En 1890, après la bataille des onze candidats autour du fauteuil d’É. Augier, il ajoutait :
Quatre hommes sont désignés par le talent pour occuper un fauteuil : Zola, Fabre, Loti, Theuriet. On s’attend à ce que la lutte entre eux soit chaude. Qui des quatre va l’emporter ? Ah ! vous ne connaissez pas l’Académie : chacun de ces hommes de valeur aura une ou deux voix, et la lutte est entre X... Y... et Z...6.
La haine de l’intrigue, le mépris des salons officiels, le dégoût des flatteries nécessaires le tinrent jusqu’à la fin à l’écart de ces honneurs que certains de ses amis, É. Zola notamment, sollicitèrent avec persévérance, que d’autres, Flaubert, A. Daudet, E. de Goncourt, avaient méprisés. Il refusa égalementla Légion d’honneur, bien qu’il lui en coûtât de résister aux sollicitations de Spuller, qui le pressait de l’accepter7 ; il n’eut jamais d’autre décoration que l’humble ruban violet que Bardoux lui avait fait donner quand il était employé au ministère de l’Instruction publique.

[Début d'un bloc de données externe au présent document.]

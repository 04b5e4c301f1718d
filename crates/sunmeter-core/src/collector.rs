// Copyright (c) 2025 SOLARE S.R.O.
//
// This file is part of SunMeter.
//
// Licensed under the Creative Commons Attribution-NonCommercial-NoDerivatives 4.0 International
// (CC BY-NC-ND 4.0). You may use and share this file for non-commercial purposes only and you may not
// create derivatives. See <https://creativecommons.org/licenses/by-nc-nd/4.0/>.
//
// This software is provided "AS IS", without warranty of any kind.
//
// For commercial licensing, please contact: info@solare.cz

use std::sync::Arc;

use anyhow::{Context, Result};
use chrono::{DateTime, Duration, Utc};
use parking_lot::RwLock;
use tracing::{info, warn};

use sunmeter_types::{LiveStatus, Sample};

use crate::fields;
use crate::reconcile::{self, CalibrationState};
use crate::source::TelemetrySource;
use crate::store::SampleStore;

#[derive(Debug, Clone)]
pub struct CollectorSettings {
    pub noise_floor_w: f64,
    /// Readers within this window are served from the cache; the upstream
    /// provider is never called more often than once per window.
    pub cache_ttl_secs: i64,
}

impl Default for CollectorSettings {
    fn default() -> Self {
        Self {
            noise_floor_w: fields::DEFAULT_NOISE_FLOOR_W,
            cache_ttl_secs: 30,
        }
    }
}

/// The collection pipeline and its read cache.
///
/// One logical pipeline: the calibration mutex serializes ticks (periodic
/// or on-demand) and the administrative reset, so concurrent invocations
/// can never interleave calibration writes or double-append a sample.
/// Readers only touch the `RwLock` cache and never block each other.
pub struct Collector {
    source: Arc<dyn TelemetrySource>,
    store: Arc<SampleStore>,
    settings: CollectorSettings,
    cache: RwLock<Option<LiveStatus>>,
    calibration: tokio::sync::Mutex<CalibrationState>,
}

impl std::fmt::Debug for Collector {
    fn fmt(&self, f: &mut std::fmt::Formatter<'_>) -> std::fmt::Result {
        f.debug_struct("Collector")
            .field("settings", &self.settings)
            .finish_non_exhaustive()
    }
}

impl Collector {
    /// Wire up the pipeline, resuming calibration from the store when a
    /// persisted record exists, else starting from the configured base.
    pub fn new(
        source: Arc<dyn TelemetrySource>,
        store: Arc<SampleStore>,
        settings: CollectorSettings,
        base_total_kwh: f64,
    ) -> Result<Self> {
        let calibration = match store.load_calibration()? {
            Some(state) => {
                info!(
                    floor_kwh = state.floor_kwh,
                    accumulated_kwh = state.accumulated_kwh,
                    "Resuming persisted calibration"
                );
                state
            }
            None => {
                info!(floor_kwh = base_total_kwh, "Starting fresh calibration");
                CalibrationState::new(base_total_kwh)
            }
        };

        Ok(Self {
            source,
            store,
            settings,
            cache: RwLock::new(None),
            calibration: tokio::sync::Mutex::new(calibration),
        })
    }

    pub fn store(&self) -> &SampleStore {
        &self.store
    }

    fn fresh_cached(&self, now: DateTime<Utc>) -> Option<LiveStatus> {
        let ttl = Duration::seconds(self.settings.cache_ttl_secs);
        self.cache
            .read()
            .as_ref()
            .filter(|status| now - status.collected_at < ttl)
            .cloned()
    }

    /// Read path: cached result inside the freshness window, otherwise a
    /// refresh. A failed refresh serves the last known result; readers get
    /// a zeroed placeholder only when nothing has ever been collected.
    pub async fn current(&self, now: DateTime<Utc>) -> LiveStatus {
        if let Some(status) = self.fresh_cached(now) {
            return status;
        }

        match self.refresh(now).await {
            Ok(status) => status,
            Err(e) => {
                warn!(error = %e, "Collection failed, serving last known result");
                self.cache
                    .read()
                    .clone()
                    .unwrap_or_else(|| LiveStatus::unavailable(now))
            }
        }
    }

    /// Run one full pipeline tick. Also the periodic poller entry point.
    ///
    /// Calibration is advanced on a working copy and committed only after
    /// the sample append succeeds; a failed tick leaves no trace.
    pub async fn refresh(&self, now: DateTime<Utc>) -> Result<LiveStatus> {
        let mut guard = self.calibration.lock().await;

        // Another caller may have finished a tick while we waited.
        if let Some(status) = self.fresh_cached(now) {
            return Ok(status);
        }

        let credential = self.source.credential().await?;
        let station = self.source.station_summary(&credential).await?;
        let snapshot = self.source.device_snapshot(&credential).await?;

        let power_w = fields::estimate_power(&station, &snapshot, self.settings.noise_floor_w);
        let counter_kwh = fields::lifetime_counter(&station, &snapshot);
        let battery_soc = fields::battery_soc(&station, &snapshot);

        let mut working = guard.clone();
        let lifetime_kwh = reconcile::reconcile(
            &mut working,
            counter_kwh,
            power_w,
            self.settings.noise_floor_w,
            now,
        );

        let sample = Sample {
            timestamp: now,
            power_w,
            lifetime_kwh,
        };
        self.store.append(&sample).context("Failed to append sample")?;
        self.store
            .save_calibration(&working)
            .context("Failed to persist calibration")?;
        *guard = working;

        let status = LiveStatus {
            station_name: station.name,
            power_w,
            lifetime_kwh,
            battery_soc,
            collected_at: now,
        };
        *self.cache.write() = Some(status.clone());

        info!(
            power_w,
            lifetime_kwh,
            counter_present = counter_kwh.is_some(),
            "Collection tick completed"
        );
        Ok(status)
    }

    /// Administrative reset: adopt `floor_kwh` as the new known-good
    /// lifetime total, drop all accrued state and the whole sample series.
    /// Mutually exclusive with in-flight ticks.
    pub async fn recalibrate(&self, floor_kwh: f64, now: DateTime<Utc>) -> Result<()> {
        let mut guard = self.calibration.lock().await;

        self.store.clear().context("Failed to clear sample series")?;
        guard.recalibrate(floor_kwh);
        self.store
            .save_calibration(&guard)
            .context("Failed to persist recalibration")?;
        *self.cache.write() = None;

        info!(floor_kwh, at = %now, "Recalibrated lifetime energy");
        Ok(())
    }
}
// Copyright (c) 2025 SOLARE S.R.O.
//
// This file is part of SunMeter.
//
// Licensed under the Creative Commons Attribution-NonCommercial-NoDerivatives 4.0 International
// (CC BY-NC-ND 4.0). You may use and share this file for non-commercial purposes only and you may not
// create derivatives. See <https://creativecommons.org/licenses/by-nc-nd/4.0/>.
//
// This software is provided "AS IS", without warranty of any kind.
//
// For commercial licensing, please contact: info@solare.cz

use sunmeter_types::{RawSnapshot, StationSummary};

/// Default noise floor in watts. Inverters report a few watts of jitter
/// overnight; anything strictly below this is treated as zero so it never
/// accrues energy.
pub const DEFAULT_NOISE_FLOOR_W: f64 = 20.0;

/// Instantaneous-power registers, in fallback order: AC output first, then
/// DC input (panel side), then the legacy inverter output register.
pub const POWER_FIELDS: &[&str] = &["APo_t1", "DPi_t1", "P_INV1"];

/// Cumulative lifetime-generation registers, in fallback order.
pub const LIFETIME_FIELDS: &[&str] = &["Et_ge0"];

/// Battery state-of-charge register.
pub const BATTERY_SOC_FIELD: &str = "B_left_cap1";

/// Look up `key` in the snapshot and coerce its raw value to a number.
/// Absence is a first-class result: a missing key, an unparsable string or
/// a non-finite value all come back as `None`, never as an error.
#[must_use]
pub fn resolve(snapshot: &RawSnapshot, key: &str) -> Option<f64> {
    snapshot
        .fields
        .iter()
        .find(|field| field.key == key)
        .and_then(|field| coerce(&field.value))
}

/// First key of `keys` that resolves to a present value wins.
#[must_use]
pub fn first_resolved(snapshot: &RawSnapshot, keys: &[&str]) -> Option<f64> {
    keys.iter().find_map(|key| resolve(snapshot, key))
}

fn coerce(value: &serde_json::Value) -> Option<f64> {
    let parsed = match value {
        serde_json::Value::Number(n) => n.as_f64(),
        // The cloud reports most registers as strings, and some firmware
        // locales use a comma decimal separator.
        serde_json::Value::String(s) => s.trim().replace(',', ".").parse::<f64>().ok(),
        serde_json::Value::Null
        | serde_json::Value::Bool(_)
        | serde_json::Value::Array(_)
        | serde_json::Value::Object(_) => None,
    };
    parsed.filter(|v| v.is_finite())
}

/// Pick the instantaneous power reading for this tick.
///
/// Candidates in order: the station-level generation power, then the device
/// registers of [`POWER_FIELDS`]. Whatever wins is clamped to zero when it
/// sits strictly below the noise floor.
#[must_use]
pub fn estimate_power(
    station: &StationSummary,
    snapshot: &RawSnapshot,
    noise_floor_w: f64,
) -> f64 {
    let raw = station
        .generation_power_w
        .or_else(|| first_resolved(snapshot, POWER_FIELDS))
        .unwrap_or(0.0);

    if raw < noise_floor_w { 0.0 } else { raw }
}

/// Cumulative lifetime-energy counter, when the source exposes one:
/// station-level total first, then the device generation register.
#[must_use]
pub fn lifetime_counter(station: &StationSummary, snapshot: &RawSnapshot) -> Option<f64> {
    station
        .total_energy_kwh
        .or_else(|| first_resolved(snapshot, LIFETIME_FIELDS))
}

/// Battery state of charge in percent, if reported anywhere.
#[must_use]
pub fn battery_soc(station: &StationSummary, snapshot: &RawSnapshot) -> Option<f64> {
    resolve(snapshot, BATTERY_SOC_FIELD).or(station.battery_soc)
}
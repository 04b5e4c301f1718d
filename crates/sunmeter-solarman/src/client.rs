// Copyright (c) 2025 SOLARE S.R.O.
//
// This file is part of SunMeter.
//
// Licensed under the Creative Commons Attribution-NonCommercial-NoDerivatives 4.0 International
// (CC BY-NC-ND 4.0). You may use and share this file for non-commercial purposes only and you may not
// create derivatives. See <https://creativecommons.org/licenses/by-nc-nd/4.0/>.
//
// This software is provided "AS IS", without warranty of any kind.
//
// For commercial licensing, please contact: info@solare.cz

use std::time::Duration;

use async_trait::async_trait;
use reqwest::{Client, StatusCode};
use serde::Deserialize;
use serde_json::json;
use tracing::{debug, warn};

use sunmeter_core::error::{SourceError, SourceResult};
use sunmeter_core::source::{Credential, TelemetrySource};
use sunmeter_types::{RawField, RawSnapshot, StationSummary};

const REQUEST_TIMEOUT: Duration = Duration::from_secs(10);

/// Account credentials for the Solarman OpenAPI. The password is the
/// SHA-256 of the portal password, as the API expects.
#[derive(Debug, Clone)]
pub struct SolarmanCredentials {
    pub app_id: String,
    pub app_secret: String,
    pub email: String,
    pub password_sha256: String,
}

/// Solarman OpenAPI client. One instance per monitored plant: it knows the
/// station to summarize and the inverter serial to read registers from.
#[derive(Debug, Clone)]
pub struct SolarmanClient {
    base_url: String,
    credentials: SolarmanCredentials,
    station_id: Option<u64>,
    device_sn: String,
    client: Client,
}

#[derive(Debug, Deserialize)]
struct TokenResponse {
    access_token: Option<String>,
    msg: Option<String>,
}

#[derive(Debug, Deserialize)]
#[serde(rename_all = "camelCase")]
struct StationListResponse {
    #[serde(default)]
    station_list: Vec<StationEntry>,
}

#[derive(Debug, Deserialize)]
#[serde(rename_all = "camelCase")]
struct StationEntry {
    id: Option<u64>,
    name: Option<String>,
    generation_power: Option<f64>,
    battery_soc: Option<f64>,
    generation_total: Option<f64>,
}

#[derive(Debug, Deserialize)]
#[serde(rename_all = "camelCase")]
struct CurrentDataResponse {
    #[serde(default)]
    data_list: Vec<DataListEntry>,
}

#[derive(Debug, Deserialize)]
struct DataListEntry {
    key: String,
    value: serde_json::Value,
}

impl SolarmanClient {
    pub fn new(
        base_url: impl Into<String>,
        credentials: SolarmanCredentials,
        station_id: Option<u64>,
        device_sn: impl Into<String>,
    ) -> SourceResult<Self> {
        let client = Client::builder()
            .timeout(REQUEST_TIMEOUT)
            .build()
            .map_err(|e| SourceError::Fetch(format!("Failed to build HTTP client: {e}")))?;

        Ok(Self {
            base_url: base_url.into(),
            credentials,
            station_id,
            device_sn: device_sn.into(),
            client,
        })
    }

    fn map_send_error(e: reqwest::Error) -> SourceError {
        if e.is_timeout() {
            SourceError::Timeout
        } else {
            SourceError::Fetch(e.to_string())
        }
    }

    async fn check_status(response: reqwest::Response) -> SourceResult<reqwest::Response> {
        match response.status() {
            StatusCode::UNAUTHORIZED | StatusCode::FORBIDDEN => {
                Err(SourceError::Auth("provider rejected the credential".to_owned()))
            }
            status if !status.is_success() => {
                let body = response.text().await.unwrap_or_default();
                Err(SourceError::Fetch(format!("status {status}: {body}")))
            }
            _ => Ok(response),
        }
    }
}

#[async_trait]
impl TelemetrySource for SolarmanClient {
    /// Exchange the account credentials for a bearer token. Every failure
    /// on this leg is an auth failure, whatever the transport said.
    async fn credential(&self) -> SourceResult<Credential> {
        let url = format!(
            "{}/account/v1.0/token?appId={}",
            self.base_url, self.credentials.app_id
        );
        debug!("Requesting Solarman access token");

        let response = self
            .client
            .post(&url)
            .json(&json!({
                "appSecret": self.credentials.app_secret,
                "email": self.credentials.email,
                "password": self.credentials.password_sha256,
            }))
            .send()
            .await
            .map_err(|e| {
                if e.is_timeout() {
                    SourceError::Timeout
                } else {
                    SourceError::Auth(e.to_string())
                }
            })?;

        if !response.status().is_success() {
            return Err(SourceError::Auth(format!(
                "token endpoint returned status {}",
                response.status()
            )));
        }

        let token: TokenResponse = response
            .json()
            .await
            .map_err(|e| SourceError::Auth(format!("malformed token response: {e}")))?;

        match token.access_token {
            Some(access_token) if !access_token.is_empty() => Ok(Credential::new(access_token)),
            _ => Err(SourceError::Auth(
                token.msg.unwrap_or_else(|| "no access_token in response".to_owned()),
            )),
        }
    }

    async fn station_summary(&self, credential: &Credential) -> SourceResult<StationSummary> {
        let url = format!("{}/station/v1.0/list", self.base_url);

        let response = self
            .client
            .post(&url)
            .bearer_auth(credential.token())
            .json(&json!({ "page": 1, "size": 20 }))
            .send()
            .await
            .map_err(Self::map_send_error)?;
        let response = Self::check_status(response).await?;

        let list: StationListResponse = response
            .json()
            .await
            .map_err(|e| SourceError::Fetch(format!("malformed station list: {e}")))?;

        let station = match self.station_id {
            Some(id) => list.station_list.into_iter().find(|s| s.id == Some(id)),
            None => list.station_list.into_iter().next(),
        }
        .ok_or_else(|| SourceError::Fetch("no station in provider response".to_owned()))?;

        if station.name.is_none() {
            warn!("Station entry carries no name");
        }

        Ok(StationSummary {
            name: station.name.unwrap_or_default(),
            generation_power_w: station.generation_power,
            battery_soc: station.battery_soc,
            total_energy_kwh: station.generation_total,
        })
    }

    async fn device_snapshot(&self, credential: &Credential) -> SourceResult<RawSnapshot> {
        let url = format!("{}/device/v1.0/currentData", self.base_url);

        let response = self
            .client
            .post(&url)
            .bearer_auth(credential.token())
            .json(&json!({ "deviceSn": self.device_sn }))
            .send()
            .await
            .map_err(Self::map_send_error)?;
        let response = Self::check_status(response).await?;

        let data: CurrentDataResponse = response
            .json()
            .await
            .map_err(|e| SourceError::Fetch(format!("malformed current data: {e}")))?;

        debug!(fields = data.data_list.len(), "Device snapshot received");

        Ok(RawSnapshot::new(
            data.data_list
                .into_iter()
                .map(|entry| RawField {
                    key: entry.key,
                    value: entry.value,
                })
                .collect(),
        ))
    }
}

#[cfg(test)]
mod tests {
    use super::*;
    use mockito::{Matcher, Server};
    use sunmeter_core::fields;

    fn credentials() -> SolarmanCredentials {
        SolarmanCredentials {
            app_id: "3000001".to_owned(),
            app_secret: "secret".to_owned(),
            email: "owner@example.com".to_owned(),
            password_sha256: "deadbeef".to_owned(),
        }
    }

    fn client(server: &Server, station_id: Option<u64>) -> SolarmanClient {
        SolarmanClient::new(server.url(), credentials(), station_id, "SN123456").unwrap()
    }

    #[tokio::test]
    async fn token_exchange_yields_a_credential() {
        let mut server = Server::new_async().await;
        let mock = server
            .mock("POST", "/account/v1.0/token?appId=3000001")
            .match_body(Matcher::PartialJson(json!({"appSecret": "secret"})))
            .with_status(200)
            .with_body(json!({"access_token": "tok-1", "success": true}).to_string())
            .create_async()
            .await;

        let credential = client(&server, None).credential().await.unwrap();
        assert_eq!(credential.token(), "tok-1");
        mock.assert_async().await;
    }

    #[tokio::test]
    async fn missing_token_is_an_auth_error() {
        let mut server = Server::new_async().await;
        server
            .mock("POST", "/account/v1.0/token?appId=3000001")
            .with_status(200)
            .with_body(json!({"success": false, "msg": "auth invalid"}).to_string())
            .create_async()
            .await;

        let err = client(&server, None).credential().await.unwrap_err();
        assert!(matches!(err, SourceError::Auth(_)), "got {err:?}");
    }

    #[tokio::test]
    async fn station_summary_picks_the_configured_station() {
        let mut server = Server::new_async().await;
        server
            .mock("POST", "/station/v1.0/list")
            .match_header("authorization", "Bearer tok-1")
            .with_status(200)
            .with_body(
                json!({"stationList": [
                    {"id": 1, "name": "Other", "generationPower": 10.0},
                    {"id": 7, "name": "Maison Sud", "generationPower": 1234.5,
                     "batterySoc": 55.0, "generationTotal": 9001.5}
                ]})
                .to_string(),
            )
            .create_async()
            .await;

        let summary = client(&server, Some(7))
            .station_summary(&Credential::new("tok-1"))
            .await
            .unwrap();
        assert_eq!(summary.name, "Maison Sud");
        assert_eq!(summary.generation_power_w, Some(1234.5));
        assert_eq!(summary.battery_soc, Some(55.0));
        assert_eq!(summary.total_energy_kwh, Some(9001.5));
    }

    #[tokio::test]
    async fn empty_station_list_is_a_fetch_error() {
        let mut server = Server::new_async().await;
        server
            .mock("POST", "/station/v1.0/list")
            .with_status(200)
            .with_body(json!({"stationList": []}).to_string())
            .create_async()
            .await;

        let err = client(&server, None)
            .station_summary(&Credential::new("tok-1"))
            .await
            .unwrap_err();
        assert!(matches!(err, SourceError::Fetch(_)), "got {err:?}");
    }

    #[tokio::test]
    async fn rejected_credential_maps_to_auth_error() {
        let mut server = Server::new_async().await;
        server
            .mock("POST", "/device/v1.0/currentData")
            .with_status(401)
            .create_async()
            .await;

        let err = client(&server, None)
            .device_snapshot(&Credential::new("expired"))
            .await
            .unwrap_err();
        assert!(matches!(err, SourceError::Auth(_)), "got {err:?}");
    }

    #[tokio::test]
    async fn device_snapshot_keeps_raw_fields_in_order() {
        let mut server = Server::new_async().await;
        server
            .mock("POST", "/device/v1.0/currentData")
            .match_body(Matcher::PartialJson(json!({"deviceSn": "SN123456"})))
            .with_status(200)
            .with_body(
                json!({"dataList": [
                    {"key": "P_INV1", "value": "1234,5", "unit": "W"},
                    {"key": "Et_ge0", "value": "9001.5", "unit": "kWh"},
                    {"key": "B_left_cap1", "value": 55}
                ]})
                .to_string(),
            )
            .create_async()
            .await;

        let snapshot = client(&server, None)
            .device_snapshot(&Credential::new("tok-1"))
            .await
            .unwrap();

        assert_eq!(snapshot.fields.len(), 3);
        assert_eq!(snapshot.fields[0].key, "P_INV1");
        // Comma decimals survive the wire and resolve downstream.
        assert_eq!(fields::resolve(&snapshot, "P_INV1"), Some(1234.5));
        assert_eq!(fields::resolve(&snapshot, "B_left_cap1"), Some(55.0));
    }
}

Telle fut cette vie, toute remplie, jusqu’au dernier jour conscient, par l’amour des lettres et le sentiment de la dignité littéraire. Et très justement on lui pourrait appliquer les lignes que Maupassant écrivait sur son maître Flaubert :
Presque toujours un artiste cache une ambition secrète, étrangère à l’art. C’est la gloire qu’on poursuit souvent, la gloire rayonnante qui nous place, vivant, dans une apothéose, fait s’exalter les têtes, battre des mains, et captive les cœurs des femmes... D’autres ont poursuivi l’argent, soit pour lui-même, soit pour les satisfactions qu’il donne... Gustave Flaubert a aimé les lettres d’une façon si absolue que, dans son âme emplie par cet amour, aucune autre ambition n’a pu trouver place8.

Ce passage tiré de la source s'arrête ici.